The Life and Work of Ottokár Prohászka (1858–1927) (review)
James P. Niessen S.O.
From: The Catholic Historical Review
Volume 97, Number 1, January 2011
pp. 163-164 | 10.1353/cat.2010.0160
In lieu of an abstract, here is a brief excerpt of the content:
Bishop Ottokár Prohászka was a towering figure in the history of Hungarian Catholicism, known (rather than Venerable Cardinal József Mindszenty) as its most profound leader since Cardinal Peter Pázmány, the leader of the Catholic Reformation. His funeral in Budapest was the largest the city ever experienced, and on his grave in the western town of Székesfehérvár, where he served as bishop since 1905, are inscribed the words Apostolus et praeceptor Hungariae (apostle and teacher of Hungary).
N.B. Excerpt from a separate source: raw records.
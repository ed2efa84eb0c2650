/// Per-slot working directory: `work_dir/<index>/` with the console log and
/// the output disk image. Wiped and recreated at the start of every run.
use crate::config::types::{Result, SandboxError};
use std::ffi::{CStr, CString};
use std::fs;
use std::os::fd::RawFd;
use std::os::unix::ffi::OsStrExt;
use std::path::{Path, PathBuf};

pub const VM_LOG: &str = "vm.log";
pub const OUTPUT_IMAGE: &str = "output.tar";

#[derive(Clone, Debug)]
pub struct SlotWorkspace {
    root: PathBuf,
}

impl SlotWorkspace {
    pub fn new(work_dir: &Path, index: usize) -> Self {
        Self {
            root: work_dir.join(index.to_string()),
        }
    }

    pub fn root(&self) -> &Path {
        &self.root
    }

    pub fn vm_log(&self) -> PathBuf {
        self.root.join(VM_LOG)
    }

    pub fn output_image(&self) -> PathBuf {
        self.root.join(OUTPUT_IMAGE)
    }

    /// Delete everything from the previous run and recreate the directory
    pub fn reset(&self) -> Result<()> {
        remove_tree_nofollow(&self.root)?;
        fs::create_dir_all(&self.root).map_err(|e| {
            SandboxError::Io(std::io::Error::new(
                e.kind(),
                format!("Failed to create {}: {}", self.root.display(), e),
            ))
        })
    }
}

struct DirFd(RawFd);

impl Drop for DirFd {
    fn drop(&mut self) {
        unsafe {
            libc::close(self.0);
        }
    }
}

fn last_error(what: &str) -> SandboxError {
    let err = std::io::Error::last_os_error();
    SandboxError::Io(std::io::Error::new(err.kind(), format!("{}: {}", what, err)))
}

fn open_dir_at(parent: RawFd, name: &CStr) -> Result<DirFd> {
    let fd = unsafe {
        libc::openat(
            parent,
            name.as_ptr(),
            libc::O_RDONLY | libc::O_DIRECTORY | libc::O_CLOEXEC | libc::O_NOFOLLOW,
        )
    };
    if fd < 0 {
        return Err(last_error(&format!("openat({:?})", name)));
    }
    Ok(DirFd(fd))
}

fn lstat_at(parent: RawFd, name: &CStr) -> Result<libc::stat> {
    let mut st = std::mem::MaybeUninit::<libc::stat>::zeroed();
    let rc = unsafe {
        libc::fstatat(
            parent,
            name.as_ptr(),
            st.as_mut_ptr(),
            libc::AT_SYMLINK_NOFOLLOW,
        )
    };
    if rc != 0 {
        return Err(last_error(&format!("fstatat({:?})", name)));
    }
    Ok(unsafe { st.assume_init() })
}

fn unlink_at(parent: RawFd, name: &CStr, flags: libc::c_int) -> Result<()> {
    if unsafe { libc::unlinkat(parent, name.as_ptr(), flags) } != 0 {
        return Err(last_error(&format!("unlinkat({:?})", name)));
    }
    Ok(())
}

/// Names in a directory, excluding `.` and `..`
fn list_dir(dir: &DirFd) -> Result<Vec<CString>> {
    let iter_fd = unsafe { libc::dup(dir.0) };
    if iter_fd < 0 {
        return Err(last_error("dup(directory)"));
    }
    let stream = unsafe { libc::fdopendir(iter_fd) };
    if stream.is_null() {
        unsafe {
            libc::close(iter_fd);
        }
        return Err(last_error("fdopendir"));
    }

    let mut names = Vec::new();
    loop {
        unsafe {
            *libc::__errno_location() = 0;
        }
        let entry = unsafe { libc::readdir(stream) };
        if entry.is_null() {
            let errno = unsafe { *libc::__errno_location() };
            unsafe {
                libc::closedir(stream);
            }
            if errno != 0 {
                return Err(SandboxError::Io(std::io::Error::from_raw_os_error(errno)));
            }
            return Ok(names);
        }
        let name = unsafe { CStr::from_ptr((*entry).d_name.as_ptr()) };
        let bytes = name.to_bytes();
        if bytes != b"." && bytes != b".." {
            names.push(name.to_owned());
        }
    }
}

fn remove_entry(parent: RawFd, name: &CStr, root_dev: libc::dev_t) -> Result<()> {
    let st = lstat_at(parent, name)?;
    if st.st_mode & libc::S_IFMT != libc::S_IFDIR {
        return unlink_at(parent, name, 0);
    }
    if st.st_dev != root_dev {
        return Err(SandboxError::Process(format!(
            "Refusing to cross filesystem boundary at {:?}",
            name
        )));
    }
    let dir = open_dir_at(parent, name)?;
    for child in list_dir(&dir)? {
        remove_entry(dir.0, &child, root_dev)?;
    }
    drop(dir);
    unlink_at(parent, name, libc::AT_REMOVEDIR)
}

/// Remove `path` recursively without following symlinks or leaving its
/// filesystem. A guest that planted a symlink in its output cannot make the
/// next reset delete files outside the slot.
pub fn remove_tree_nofollow(path: &Path) -> Result<()> {
    if fs::symlink_metadata(path).is_err() {
        return Ok(());
    }
    let parent = path.parent().ok_or_else(|| {
        SandboxError::Config(format!("Cannot remove {}: no parent", path.display()))
    })?;
    let name = path.file_name().ok_or_else(|| {
        SandboxError::Config(format!("Cannot remove {}: no file name", path.display()))
    })?;
    let name = CString::new(name.as_bytes())
        .map_err(|_| SandboxError::Config(format!("NUL byte in {}", path.display())))?;
    let parent_path = CString::new(parent.as_os_str().as_bytes())
        .map_err(|_| SandboxError::Config(format!("NUL byte in {}", parent.display())))?;

    let parent_fd = unsafe {
        libc::open(
            parent_path.as_ptr(),
            libc::O_RDONLY | libc::O_DIRECTORY | libc::O_CLOEXEC,
        )
    };
    if parent_fd < 0 {
        return Err(last_error(&format!("open({})", parent.display())));
    }
    let parent_fd = DirFd(parent_fd);
    let root_dev = lstat_at(parent_fd.0, &name)?.st_dev;
    remove_entry(parent_fd.0, &name, root_dev)
}

#[cfg(test)]
mod tests {
    use super::*;

    #[test]
    fn test_reset_removes_previous_run() {
        let work = tempfile::tempdir().unwrap();
        let ws = SlotWorkspace::new(work.path(), 3);
        assert_eq!(ws.root(), work.path().join("3"));

        ws.reset().unwrap();
        fs::write(ws.vm_log(), "old console").unwrap();
        fs::create_dir_all(ws.root().join("nested/deeper")).unwrap();
        fs::write(ws.root().join("nested/deeper/file"), "x").unwrap();

        ws.reset().unwrap();
        assert!(ws.root().is_dir());
        assert_eq!(fs::read_dir(ws.root()).unwrap().count(), 0);
    }

    #[test]
    fn test_symlinks_are_removed_not_followed() {
        let work = tempfile::tempdir().unwrap();
        let outside = tempfile::tempdir().unwrap();
        let precious = outside.path().join("precious.txt");
        fs::write(&precious, "keep me").unwrap();

        let ws = SlotWorkspace::new(work.path(), 0);
        ws.reset().unwrap();
        std::os::unix::fs::symlink(outside.path(), ws.root().join("escape")).unwrap();

        ws.reset().unwrap();
        assert!(!ws.root().join("escape").exists());
        assert_eq!(fs::read_to_string(&precious).unwrap(), "keep me");
    }

    #[test]
    fn test_missing_tree_is_fine() {
        let work = tempfile::tempdir().unwrap();
        remove_tree_nofollow(&work.path().join("never-created")).unwrap();
    }
}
He achieved his reputation through inspiring oratory, retreats, advocacy of Christian democracy and the social gospel (he was the first Hungarian translator of Rerum novarum and helped organize three communities and one political party), and prolific writing: his collected works (1928-9) run to twenty-five volumes.
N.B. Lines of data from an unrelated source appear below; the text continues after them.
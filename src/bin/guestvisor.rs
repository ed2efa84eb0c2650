use anyhow::Result;

fn main() -> Result<()> {
    guestvisor::cli::run()
}
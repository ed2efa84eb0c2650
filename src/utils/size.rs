/// Byte-size specifications like "1G", "2 MB" or "512k"
use crate::config::types::{Result, SandboxError};

pub fn parse_byte_spec(spec: &str) -> Result<u64> {
    let trimmed = spec.trim();
    let split = trimmed
        .find(|c: char| !(c.is_ascii_digit() || c == ' '))
        .ok_or_else(|| unrecognized(spec))?;
    let (digits, suffix) = trimmed.split_at(split);

    let number: u64 = digits
        .replace(' ', "")
        .parse()
        .map_err(|_| unrecognized(spec))?;

    let suffix = suffix.trim();
    let unit = suffix.strip_suffix('B').unwrap_or(suffix);
    let multiplier: u64 = match unit {
        "k" | "K" => 1 << 10,
        "M" => 1 << 20,
        "G" => 1 << 30,
        "T" => 1 << 40,
        _ => {
            return Err(SandboxError::Config(format!(
                "Unrecognized multiplier in size specification: {}",
                spec
            )))
        }
    };

    number
        .checked_mul(multiplier)
        .ok_or_else(|| SandboxError::Config(format!("Size specification overflows: {}", spec)))
}

fn unrecognized(spec: &str) -> SandboxError {
    SandboxError::Config(format!("Unrecognized size specification: {}", spec))
}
To Budapest theologian Ferenc Szabó, S.J., we owe the first substantial biography in English, translated from the Hungarian edition. The Jesuit school in Kalocsa provided the foundation for Prohászka's vocation; then he studied at the Collegium Germanicum et Hungaricum in Rome beginning in 1875. Returning to the seat of the Hungarian primates in Esztergom after his ordination in 1881, he rose to spiritual director of the national seminary and mentor of a generation of clergy beginning in 1890. It was during these years that Prohászka entered the public arena as a writer and public speaker. His appointment to the University of Budapest in 1903 brought him to the center of national life, and he moved to his episcopal see two years later.
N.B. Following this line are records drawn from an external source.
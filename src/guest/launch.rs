//! Launch specifications for one guest-kernel invocation.
//!
//! Building the guest's argument list is pure data transformation; the
//! side-effecting half (locks, redirection, exec) runs in the worker as the
//! `guest-exec` role, see [`crate::guest::exec`].
use crate::config::types::{LockMode, Result, SandboxError};
use crate::core::supervisor::SupervisedGroup;
use crate::core::types::{RaceReport, WorkerCommand};
use crate::guest::network::TapDevice;
use serde::{Deserialize, Serialize};
use std::collections::BTreeMap;
use std::path::PathBuf;
use std::sync::{Mutex, MutexGuard};
use std::time::Duration;

/// Flags of a valid `ubd<letter><flags>` device name, `None` if the name does
/// not follow the pattern.
pub fn device_flags(device: &str) -> Option<&str> {
    let rest = device.strip_prefix("ubd")?;
    let mut chars = rest.chars();
    let letter = chars.next()?;
    if !letter.is_ascii_lowercase() {
        return None;
    }
    let flags = chars.as_str();
    if flags.chars().all(|c| matches!(c, 'r' | 'c' | 's' | 'd')) {
        Some(flags)
    } else {
        None
    }
}

/// Lock intent implied by a device name: read-only (`r`) or copy-on-write
/// (`c`) devices share, everything else is exclusive.
pub fn inferred_lock_mode(device: &str) -> Option<LockMode> {
    let flags = device_flags(device)?;
    if flags.contains('r') || flags.contains('c') {
        Some(LockMode::Shared)
    } else {
        Some(LockMode::Exclusive)
    }
}

#[derive(Clone, Debug, PartialEq, Eq, Serialize, Deserialize)]
pub struct DiskSpec {
    pub path: PathBuf,
    /// `None` means the backing file is not locked at all
    pub lock: Option<LockMode>,
}

impl DiskSpec {
    pub fn new(path: impl Into<PathBuf>, lock: Option<LockMode>) -> Self {
        Self {
            path: path.into(),
            lock,
        }
    }

    /// Lock intent taken from the device name
    pub fn inferred(device: &str, path: impl Into<PathBuf>) -> Result<Self> {
        let lock = inferred_lock_mode(device).ok_or_else(|| {
            SandboxError::Config(format!("Invalid guest device name: {}", device))
        })?;
        Ok(Self::new(path, Some(lock)))
    }
}

/// A file created (or truncated) and zero-extended by the worker before exec
#[derive(Clone, Debug, PartialEq, Eq, Serialize, Deserialize)]
pub struct Preallocation {
    pub path: PathBuf,
    pub size: u64,
}

#[derive(Clone, Debug, PartialEq, Eq, Serialize, Deserialize)]
pub struct LockRequest {
    pub path: PathBuf,
    pub mode: LockMode,
}

/// Everything the `guest-exec` role needs, passed as `--plan <json>`
#[derive(Clone, Debug, PartialEq, Eq, Serialize, Deserialize)]
pub struct GuestPlan {
    pub argv: Vec<String>,
    pub locks: Vec<LockRequest>,
    pub preallocate: Vec<Preallocation>,
    pub console: Option<PathBuf>,
    pub nice_level: i32,
}

/// Declarative description of one guest-kernel invocation
#[derive(Clone, Debug, PartialEq, Eq, Serialize, Deserialize)]
pub struct LaunchSpec {
    pub kernel: PathBuf,
    pub initrd: PathBuf,
    pub mem: String,
    pub uml_dir: Option<PathBuf>,
    pub disks: BTreeMap<String, DiskSpec>,
    pub network: BTreeMap<String, TapDevice>,
    pub extra_args: Vec<String>,
    pub command: Option<String>,
    pub nice_level: i32,
    /// Console log; `None` discards the console
    pub console: Option<PathBuf>,
    pub preallocate: Vec<Preallocation>,
    pub timeout: Duration,
}

impl LaunchSpec {
    pub fn new(kernel: impl Into<PathBuf>, initrd: impl Into<PathBuf>, mem: impl Into<String>) -> Self {
        Self {
            kernel: kernel.into(),
            initrd: initrd.into(),
            mem: mem.into(),
            uml_dir: None,
            disks: BTreeMap::new(),
            network: BTreeMap::new(),
            extra_args: Vec::new(),
            command: None,
            nice_level: 0,
            console: None,
            preallocate: Vec::new(),
            timeout: Duration::from_secs(10),
        }
    }

    /// Final argument list, kernel path first
    pub fn argv(&self) -> Vec<String> {
        let mut argv = vec![
            self.kernel.display().to_string(),
            format!("initrd={}", self.initrd.display()),
            format!("mem={}", self.mem),
        ];
        if let Some(dir) = &self.uml_dir {
            argv.push(format!("uml_dir={}", dir.display()));
        }
        for (device, disk) in &self.disks {
            argv.push(format!("{}={}", device, disk.path.display()));
        }
        for (iface, tap) in &self.network {
            argv.push(tap.guest_arg(iface));
        }
        argv.extend(self.extra_args.iter().cloned());
        argv.push(if self.console.is_some() {
            "con=null,fd:1".to_string()
        } else {
            "con=null".to_string()
        });
        if let Some(command) = &self.command {
            argv.push(command.clone());
        }
        argv
    }

    /// Locks the worker must hold before exec, in device-name order
    pub fn lock_requests(&self) -> Vec<LockRequest> {
        self.disks
            .values()
            .filter_map(|disk| {
                disk.lock.map(|mode| LockRequest {
                    path: disk.path.clone(),
                    mode,
                })
            })
            .collect()
    }

    pub fn plan(&self) -> GuestPlan {
        GuestPlan {
            argv: self.argv(),
            locks: self.lock_requests(),
            preallocate: self.preallocate.clone(),
            console: self.console.clone(),
            nice_level: self.nice_level,
        }
    }
}

/// One guest-kernel instance driven through a [`SupervisedGroup`]. The
/// specification can be replaced between runs with
/// [`set_options`](Self::set_options).
pub struct GuestLauncher {
    spec: Mutex<LaunchSpec>,
    group: SupervisedGroup,
}

impl GuestLauncher {
    pub fn new(helper: impl Into<PathBuf>, spec: LaunchSpec) -> Self {
        let timeout = spec.timeout;
        let helper = helper.into();
        let group = SupervisedGroup::with_helper(helper.clone(), timeout, WorkerCommand::new(helper));
        Self {
            spec: Mutex::new(spec),
            group,
        }
    }

    fn spec_guard(&self) -> MutexGuard<'_, LaunchSpec> {
        self.spec.lock().unwrap_or_else(|poisoned| poisoned.into_inner())
    }

    pub fn options(&self) -> LaunchSpec {
        self.spec_guard().clone()
    }

    /// Replace the specification wholesale; takes effect at the next start
    pub fn set_options(&self, spec: LaunchSpec) {
        *self.spec_guard() = spec;
    }

    pub fn when_done<F>(&self, callback: F)
    where
        F: Fn(&RaceReport) + Send + Sync + 'static,
    {
        self.group.when_done(callback);
    }

    /// The worker command this launcher would run for the current spec
    pub fn worker_command(&self) -> Result<WorkerCommand> {
        let plan = serde_json::to_string(&self.spec_guard().plan())?;
        Ok(WorkerCommand::new(self.group.helper())
            .args(["--internal-role", "guest-exec", "--plan"])
            .arg(plan))
    }

    pub fn start(&self) -> Result<()> {
        if self.group.running() {
            return Err(SandboxError::AlreadyRunning);
        }
        let worker = self.worker_command()?;
        let spec = self.spec_guard();
        log::debug!("Launching guest: {}", spec.argv().join(" "));
        self.group.set_timeout(spec.timeout);
        drop(spec);
        self.group.set_worker(worker);
        self.group.start()
    }

    pub fn running(&self) -> bool {
        self.group.running()
    }

    pub fn wait(&self) -> Option<RaceReport> {
        self.group.wait()
    }

    pub fn kill(&self) -> Result<()> {
        self.group.kill()
    }
}

#[cfg(test)]
mod tests {
    use super::*;

    fn sample_spec() -> LaunchSpec {
        let mut spec = LaunchSpec::new("/k/linux", "/k/initrd.gz", "256M");
        spec.disks.insert(
            "ubdc".to_string(),
            DiskSpec::inferred("ubdc", "/w/0/output.tar").unwrap(),
        );
        spec.disks.insert(
            "ubdarc".to_string(),
            DiskSpec::inferred("ubdarc", "/k/rootfs.cow").unwrap(),
        );
        spec.disks.insert(
            "ubdbr".to_string(),
            DiskSpec::inferred("ubdbr", "/w/task.tar").unwrap(),
        );
        spec
    }

    #[test]
    fn test_device_name_pattern() {
        assert_eq!(device_flags("ubdarc"), Some("rc"));
        assert_eq!(device_flags("ubdc"), Some(""));
        assert_eq!(device_flags("ubdd"), Some(""));
        assert_eq!(device_flags("ubd"), None);
        assert_eq!(device_flags("sda"), None);
        assert_eq!(device_flags("ubdbx"), None);
        assert_eq!(device_flags("ubdBr"), None);
    }

    #[test]
    fn test_lock_intent_inference() {
        assert_eq!(inferred_lock_mode("ubdarc"), Some(LockMode::Shared));
        assert_eq!(inferred_lock_mode("ubdbr"), Some(LockMode::Shared));
        assert_eq!(inferred_lock_mode("ubddc"), Some(LockMode::Shared));
        assert_eq!(inferred_lock_mode("ubdc"), Some(LockMode::Exclusive));
        assert_eq!(inferred_lock_mode("ubdes"), Some(LockMode::Exclusive));
        assert!(DiskSpec::inferred("hda", "/x").is_err());
    }

    #[test]
    fn test_argv_layout() {
        let mut spec = sample_spec();
        spec.uml_dir = Some(PathBuf::from("/w/uml"));
        spec.network.insert(
            "eth0".to_string(),
            TapDevice::for_slot(0, 10).unwrap(),
        );
        spec.extra_args = vec!["quiet".to_string()];
        spec.console = Some(PathBuf::from("/w/0/vm.log"));
        spec.command = Some("run_tarred_script:/dev/ubdb".to_string());

        assert_eq!(
            spec.argv(),
            vec![
                "/k/linux",
                "initrd=/k/initrd.gz",
                "mem=256M",
                "uml_dir=/w/uml",
                "ubdarc=/k/rootfs.cow",
                "ubdbr=/w/task.tar",
                "ubdc=/w/0/output.tar",
                "eth0=tuntap,tap_tmc0,,192.168.10.1",
                "quiet",
                "con=null,fd:1",
                "run_tarred_script:/dev/ubdb",
            ]
        );
    }

    #[test]
    fn test_discarded_console_and_no_uml_dir() {
        let argv = sample_spec().argv();
        assert_eq!(argv.last().map(String::as_str), Some("con=null"));
        assert!(!argv.iter().any(|a| a.starts_with("uml_dir=")));
    }

    #[test]
    fn test_plan_carries_locks_in_device_order() {
        let mut spec = sample_spec();
        spec.disks
            .insert("ubdd".to_string(), DiskSpec::new("/scratch.img", None));
        let locks = spec.plan().locks;
        assert_eq!(
            locks,
            vec![
                LockRequest {
                    path: PathBuf::from("/k/rootfs.cow"),
                    mode: LockMode::Shared
                },
                LockRequest {
                    path: PathBuf::from("/w/task.tar"),
                    mode: LockMode::Shared
                },
                LockRequest {
                    path: PathBuf::from("/w/0/output.tar"),
                    mode: LockMode::Exclusive
                },
            ]
        );
    }

    #[test]
    fn test_worker_command_embeds_plan() {
        let launcher = GuestLauncher::new("/usr/bin/guestvisor", sample_spec());
        let worker = launcher.worker_command().unwrap();
        assert_eq!(worker.program, PathBuf::from("/usr/bin/guestvisor"));
        assert_eq!(&worker.args[..3], &["--internal-role", "guest-exec", "--plan"]);
        let plan: GuestPlan = serde_json::from_str(&worker.args[3]).unwrap();
        assert_eq!(plan, launcher.options().plan());
        assert!(!launcher.running());
    }
}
One of Szabó's seminal achievements is to complement Prohászka's well-known public record with the examination of his inner life as documented by his diaries (which have been supplemented recently), huge correspondence, and the diaries of contemporaries. These sources leave no doubt that his asceticism and mysticism helped determine his critical view of Hungarian social structure, which was not shared by other members of the Hungarian hierarchy. The author carefully addresses the difficult problem of antisemitism in the bishop's political writings. His condemnation of Jewish influence in society, he argues, must be understood in terms of his overriding concern about secularization and the strong position of Jews in law, journalism, and the socialist movement. Prohászka emphasized in the course of a public debate that his daily celebration of the Eucharist precluded hatred of the Jews as persons.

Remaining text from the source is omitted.